If Democrats win next year and regain control of the government, it would be very much in their interest to repeal the 1997 tax cut or 2017 tax cut, or better still, both. Doing this would almost guarantee a bear market, that, with the current level of stimulus, will probably be a repeat of 2022, but without the inflation. Were this to happen, total real stock return that is not competitive with safe returns over a sustained period will become a reality. This is the process through which secular bear market psychology develops. Shifts in this sort of market psychology are responsible for the secular stock market cycles. Sometime this shift happens quickly because of a market collapse, as happened after 1929 and 2000. Other times it is a slow process like the 1966-1973 bull-to-bear transition period, which saw two short-lived periods of speculative frenzy, the late 1960’s go-go years and the subsequent “Nifty Fifty” era. These ended with the massive 1973-74 bear market, few years after which Business Week proclaimed the death of equities. The idea here is to engender an increasingly bearish market psychology despite objectively good economic performance.
The Fed will be unable to slash rates or restart QE to address stock market doldrums because the economy will remain in an inflationary situation, as rising interest rates drive up government interest payments, deficits, and Balance. At some point Democrats will have to deploy the platinum coin option to pay down some of the US debt in order to reduce interest expenses, keeping Balance from rising too much. The way this works is the Fed buys newly issued debt and exchanges it for platinum coins. The interest the government pays on this debt goes to the Fed, who returns it to the government. Thus, the effect of higher interest rates on government finance is eliminated. Debt monetization isn’t directly inflationary because deficit spending is already being removed by trade deficits, stock buybacks and dividend payments.

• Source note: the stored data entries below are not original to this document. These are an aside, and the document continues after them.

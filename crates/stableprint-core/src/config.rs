use std::fmt;
use std::sync::Arc;

use serde::{Deserialize, Serialize};

use stableprint_canonical::{CanonicalSerializer, Canonicalizer};

use crate::algorithm::AlgorithmId;
use crate::error::FingerprintError;
use crate::format::OutputFormat;

/// Validated configuration for a single fingerprint computation.
///
/// Defaults: MD5, hex output, no prefix, default canonical encoding.
#[derive(Clone, Default)]
pub struct FingerprintConfig {
    /// Digest algorithm.
    pub digest: AlgorithmId,
    /// Output encoding of the raw digest.
    pub format: OutputFormat,
    /// Prepend `"<ALGORITHM>:"` to the output.
    pub prefix: bool,
    /// Replaces the default canonical encoding when set.
    pub serializer: Option<Arc<dyn CanonicalSerializer>>,
}

impl FingerprintConfig {
    /// Default configuration.
    pub fn new() -> Self {
        Self::default()
    }

    /// Sets the digest algorithm.
    pub fn with_digest(mut self, digest: AlgorithmId) -> Self {
        self.digest = digest;
        self
    }

    /// Sets the output format.
    pub fn with_format(mut self, format: OutputFormat) -> Self {
        self.format = format;
        self
    }

    /// Enables or disables the algorithm prefix.
    pub fn with_prefix(mut self, prefix: bool) -> Self {
        self.prefix = prefix;
        self
    }

    /// Installs a custom canonical serializer.
    pub fn with_serializer(mut self, serializer: Arc<dyn CanonicalSerializer>) -> Self {
        self.serializer = Some(serializer);
        self
    }

    /// Canonicalizer honoring the configured serializer.
    pub fn canonicalizer(&self) -> Canonicalizer {
        match &self.serializer {
            Some(serializer) => Canonicalizer::with_serializer(Arc::clone(serializer)),
            None => Canonicalizer::new(),
        }
    }
}

impl fmt::Debug for FingerprintConfig {
    fn fmt(&self, f: &mut fmt::Formatter<'_>) -> fmt::Result {
        f.debug_struct("FingerprintConfig")
            .field("digest", &self.digest)
            .field("format", &self.format)
            .field("prefix", &self.prefix)
            .field("custom_serializer", &self.serializer.is_some())
            .finish()
    }
}

/// Loosely typed options, as read from a configuration map.
///
/// Missing keys take the defaults of [`FingerprintConfig`].
#[derive(Debug, Clone, Default, PartialEq, Eq, Serialize, Deserialize)]
#[serde(default)]
pub struct FingerprintOptions {
    /// Algorithm name, e.g. `"SHA256"`.
    #[serde(skip_serializing_if = "Option::is_none")]
    pub digest: Option<String>,
    /// Format name, e.g. `"Base64Url"`.
    #[serde(skip_serializing_if = "Option::is_none")]
    pub format: Option<String>,
    /// Prepend the algorithm literal.
    pub prefix: bool,
}

impl FingerprintOptions {
    /// Validates the options into a typed configuration.
    ///
    /// The format is checked first, then the algorithm.
    pub fn validate(&self) -> Result<FingerprintConfig, FingerprintError> {
        let format = match &self.format {
            Some(name) => name.parse()?,
            None => OutputFormat::default(),
        };
        let digest = match &self.digest {
            Some(name) => name.parse()?,
            None => AlgorithmId::default(),
        };
        Ok(FingerprintConfig {
            digest,
            format,
            prefix: self.prefix,
            serializer: None,
        })
    }
}

impl TryFrom<&FingerprintOptions> for FingerprintConfig {
    type Error = FingerprintError;

    fn try_from(options: &FingerprintOptions) -> Result<Self, Self::Error> {
        options.validate()
    }
}

/// The `{data, digest, format, prefix}` request map.
#[derive(Debug, Clone, PartialEq, Serialize, Deserialize)]
pub struct FingerprintRequest {
    /// Value to fingerprint.
    pub data: serde_json::Value,
    /// Remaining keys.
    #[serde(flatten)]
    pub options: FingerprintOptions,
}

#[cfg(test)]
mod tests {
    use super::*;
    use serde_json::json;

    #[test]
    fn empty_options_yield_defaults() {
        let config = FingerprintOptions::default().validate().unwrap();
        assert_eq!(config.digest, AlgorithmId::Md5);
        assert_eq!(config.format, OutputFormat::Hex);
        assert!(!config.prefix);
        assert!(config.serializer.is_none());
    }

    #[test]
    fn options_parse_from_map() {
        let map = json!({"digest": "SHA256", "format": "base64url", "prefix": true});
        let options: FingerprintOptions = serde_json::from_value(map).unwrap();
        let config = options.validate().unwrap();
        assert_eq!(config.digest, AlgorithmId::Sha256);
        assert_eq!(config.format, OutputFormat::Base64Url);
        assert!(config.prefix);
    }

    #[test]
    fn format_is_validated_before_digest() {
        let options = FingerprintOptions {
            digest: Some("nope".into()),
            format: Some("bogus".into()),
            prefix: false,
        };
        assert_eq!(
            options.validate().unwrap_err(),
            FingerprintError::InvalidFormat("bogus".into())
        );
    }

    #[test]
    fn request_flattens_options() {
        let request: FingerprintRequest =
            serde_json::from_value(json!({"data": {"a": 1}, "digest": "SHA1"})).unwrap();
        assert_eq!(request.data, json!({"a": 1}));
        assert_eq!(request.options.digest.as_deref(), Some("SHA1"));
        assert!(!request.options.prefix);
    }

    #[test]
    fn debug_hides_serializer_body() {
        let config = FingerprintConfig::new().with_prefix(true);
        let rendered = format!("{:?}", config);
        assert!(rendered.contains("prefix: true"));
        assert!(rendered.contains("custom_serializer: false"));
    }
}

Debt monetization will results in a decline in the about of interest-bearing government bonds in circulation, driving up their price and lowering interest rates, unless the Fed acts by issuing bonds, with the interest paid by the Fed through money creation. There is no free lunch, using the coins simply diverts the inflationary effects of fiscal imbalance away from the real economy to the financial economy. That is, it will function like QE, eventually triggering a mighty bull market, destroying secular bear market psychology.
There goes your last protection against inflation without directly lowering Balance, which would require large tax increases on affluent and well as rich Americans and spending cuts as well, which would be difficult for Democrats considering the recent shift in the voting behavior of the wealthy toward Democrats. In the absence of such tax increases and fiscal restraint, inflation will come, and Democrats will repeat what they did sixty years ago and torpedo their dispensation.
If the Republican party fails to collapse on its own, I see no way (short of large-scale war) to permanently deal with the MAGA threat without an eventual resort to large-scale tax increases on affluent as well as rich Americans. If readers can see a way, please comment.